Sheeze. My point is that in matters relating to war there is rarely perfect information. Intelligence is a tool that is used all the time. You weigh the intelligence you have—some of it contradictory in nature—with those things that you do know for certain. For instance, we knew for certain that Saddam had WMDs at some point. We thought we knew (Rumsfeld, Powell) that they still had some and where they were. It was possible to believe the later because, in part, of the certainty of the former.
I have not argued that we should have gone to war when we did. Only that it is disengenuous for someone to claim now that they “knew” which bits of intelligence were correct before they proved themselves to be.

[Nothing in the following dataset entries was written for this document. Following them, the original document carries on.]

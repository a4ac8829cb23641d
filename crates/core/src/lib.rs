//! `marketplace-core`: catalog foundation building blocks.
//!
//! This crate contains **pure domain** primitives (no infrastructure concerns).

pub mod entity;
pub mod error;
pub mod id;
pub mod version;

pub use entity::{EntityType, Versioned};
pub use error::{DomainError, DomainResult};
pub use id::{EntityId, TenantId, UserId};
pub use version::ExpectedVersion;
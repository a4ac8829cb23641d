//! Consumer-side deduplication for at-least-once delivery.

use std::collections::{HashMap, HashSet};

use tracing::debug;
use uuid::Uuid;

use marketplace_core::EntityId;

use crate::DomainEvent;

/// Downstream handler of catalog events (projection, notifier, ...).
pub trait EventHandler {
    fn apply(&mut self, event: &DomainEvent);
}

/// What happened to a delivered event.
#[derive(Debug, Copy, Clone, PartialEq, Eq)]
pub enum Delivery {
    /// First delivery; the handler ran.
    Applied,
    /// Same event id seen before; skipped.
    Duplicate,
    /// An equal or newer version of the entity was already applied; skipped.
    Stale,
}

/// Wraps an [`EventHandler`] so replays and redeliveries are no-ops.
///
/// Events are deduplicated on their deterministic id, and per-entity versions
/// are tracked so a late redelivery of an old version cannot overwrite newer
/// state.
#[derive(Debug)]
pub struct IdempotentConsumer<H> {
    handler: H,
    seen: HashSet<Uuid>,
    versions: HashMap<EntityId, u64>,
}

impl<H: EventHandler> IdempotentConsumer<H> {
    pub fn new(handler: H) -> Self {
        Self {
            handler,
            seen: HashSet::new(),
            versions: HashMap::new(),
        }
    }

    pub fn process(&mut self, event: &DomainEvent) -> Delivery {
        if !self.seen.insert(event.id) {
            debug!(event_id = %event.id, "duplicate delivery skipped");
            return Delivery::Duplicate;
        }

        let last = self.versions.get(&event.entity_id).copied().unwrap_or(0);
        if event.version <= last {
            debug!(
                event_id = %event.id,
                entity_id = %event.entity_id,
                version = event.version,
                applied = last,
                "stale delivery skipped"
            );
            return Delivery::Stale;
        }

        self.handler.apply(event);
        self.versions.insert(event.entity_id, event.version);
        Delivery::Applied
    }

    pub fn handler(&self) -> &H {
        &self.handler
    }

    pub fn into_handler(self) -> H {
        self.handler
    }
}

#[cfg(test)]
mod tests {
    use super::*;
    use crate::Operation;
    use chrono::Utc;
    use marketplace_core::{EntityType, TenantId};
    use serde_json::{Value as JsonValue, json};

    #[derive(Debug, Default, PartialEq)]
    struct Mirror {
        rows: HashMap<EntityId, (u64, JsonValue, bool)>,
        applied: usize,
    }

    impl EventHandler for Mirror {
        fn apply(&mut self, event: &DomainEvent) {
            self.applied += 1;
            self.rows.insert(
                event.entity_id,
                (
                    event.version,
                    event.payload.clone(),
                    event.operation == Operation::Delete,
                ),
            );
        }
    }

    fn event(entity_id: EntityId, op: Operation, version: u64, price: u64) -> DomainEvent {
        DomainEvent::new(
            TenantId::new(),
            EntityType::Product,
            entity_id,
            op,
            version,
            json!({"price": price}),
            Utc::now(),
        )
    }

    #[test]
    fn replaying_an_event_twice_equals_processing_once() {
        let id = EntityId::new();
        let events = vec![
            event(id, Operation::Create, 1, 10),
            event(id, Operation::Update, 2, 15),
        ];

        let mut once = IdempotentConsumer::new(Mirror::default());
        for e in &events {
            once.process(e);
        }

        let mut twice = IdempotentConsumer::new(Mirror::default());
        for e in &events {
            assert_eq!(twice.process(e), Delivery::Applied);
            assert_eq!(twice.process(e), Delivery::Duplicate);
        }

        assert_eq!(once.handler(), twice.handler());
    }

    #[test]
    fn late_redelivery_of_older_version_is_stale() {
        let id = EntityId::new();
        let mut consumer = IdempotentConsumer::new(Mirror::default());
        consumer.process(&event(id, Operation::Create, 1, 10));
        consumer.process(&event(id, Operation::Update, 3, 20));

        assert_eq!(
            consumer.process(&event(id, Operation::Update, 2, 15)),
            Delivery::Stale
        );
        assert_eq!(consumer.handler().rows[&id].0, 3);
    }
}
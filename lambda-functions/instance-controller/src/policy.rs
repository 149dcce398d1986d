use std::fmt;
use std::str::FromStr;

use serde::{Deserialize, Serialize};

use crate::error::DispatchError;

/// Operations a message may request.
#[derive(Debug, Clone, Copy, PartialEq, Eq)]
pub enum Action {
    Start,
    Stop,
}

// The complete vocabulary. Matching is exact and case sensitive.
const ACTIONS: [(&str, Action); 2] = [("start", Action::Start), ("stop", Action::Stop)];

impl Action {
    pub fn activation_policy(self) -> ActivationPolicy {
        match self {
            Self::Start => ActivationPolicy::Always,
            Self::Stop => ActivationPolicy::Never,
        }
    }

    pub fn as_str(self) -> &'static str {
        match self {
            Self::Start => "start",
            Self::Stop => "stop",
        }
    }
}

impl FromStr for Action {
    type Err = DispatchError;

    fn from_str(s: &str) -> Result<Self, Self::Err> {
        ACTIONS
            .iter()
            .find(|(name, _)| *name == s)
            .map(|(_, action)| *action)
            .ok_or_else(|| DispatchError::InvalidAction(s.to_string()))
    }
}

impl fmt::Display for Action {
    fn fmt(&self, f: &mut fmt::Formatter<'_>) -> fmt::Result {
        f.write_str(self.as_str())
    }
}

/// Target run state submitted to the admin service.
#[derive(Debug, Clone, Copy, PartialEq, Eq, Serialize, Deserialize)]
#[serde(rename_all = "UPPERCASE")]
pub enum ActivationPolicy {
    Always,
    Never,
}

impl fmt::Display for ActivationPolicy {
    fn fmt(&self, f: &mut fmt::Formatter<'_>) -> fmt::Result {
        match self {
            Self::Always => write!(f, "ALWAYS"),
            Self::Never => write!(f, "NEVER"),
        }
    }
}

As I also stated, I think we should have waited some. How long, I don’t know. But I do understand that if one believed the intelligence to be correct, that given 9/11, that maybe we didn’t have the luxury of waiting until we knew “for certain”. Sometimes you just *can’t *know. Sometimes waitiing is a bad decision in and of itself. Such is the nature of war.
One final thing, if by" fooled" you meant that the information that we had painted a misleading picture, you are correct. I think you mean it more along the lines of the result of someone wishing to deliberately mislead. If so, that’s one more thing that you might be right about, but you don’t know.
I find the idea that someone might argue with this is both baffling and revealing.
If I would qualify “no one” it would be to exclude Saddam himself and a few of his minions. Other than that we had a people with opinions. Nothing more. The quality of the opinions are dependent mainly upon the information they were based on. I think it fair to say that there was a good argument for going or not going. I think you have to err on the side of not going, but there is a threshold at which (again, based on the information in hand) NOT going is the imprudent thing. I believe, that based on an honest weighing of the information available that someone could believe the threat to be so great that to not act was irresponsible.
Conversely, I would also argue that if we went over there and found all the WMDs we envisioned, that that would NOT mean that going to war was necessarily the correct thing to do. Though I have little doubt that some would have equated the two.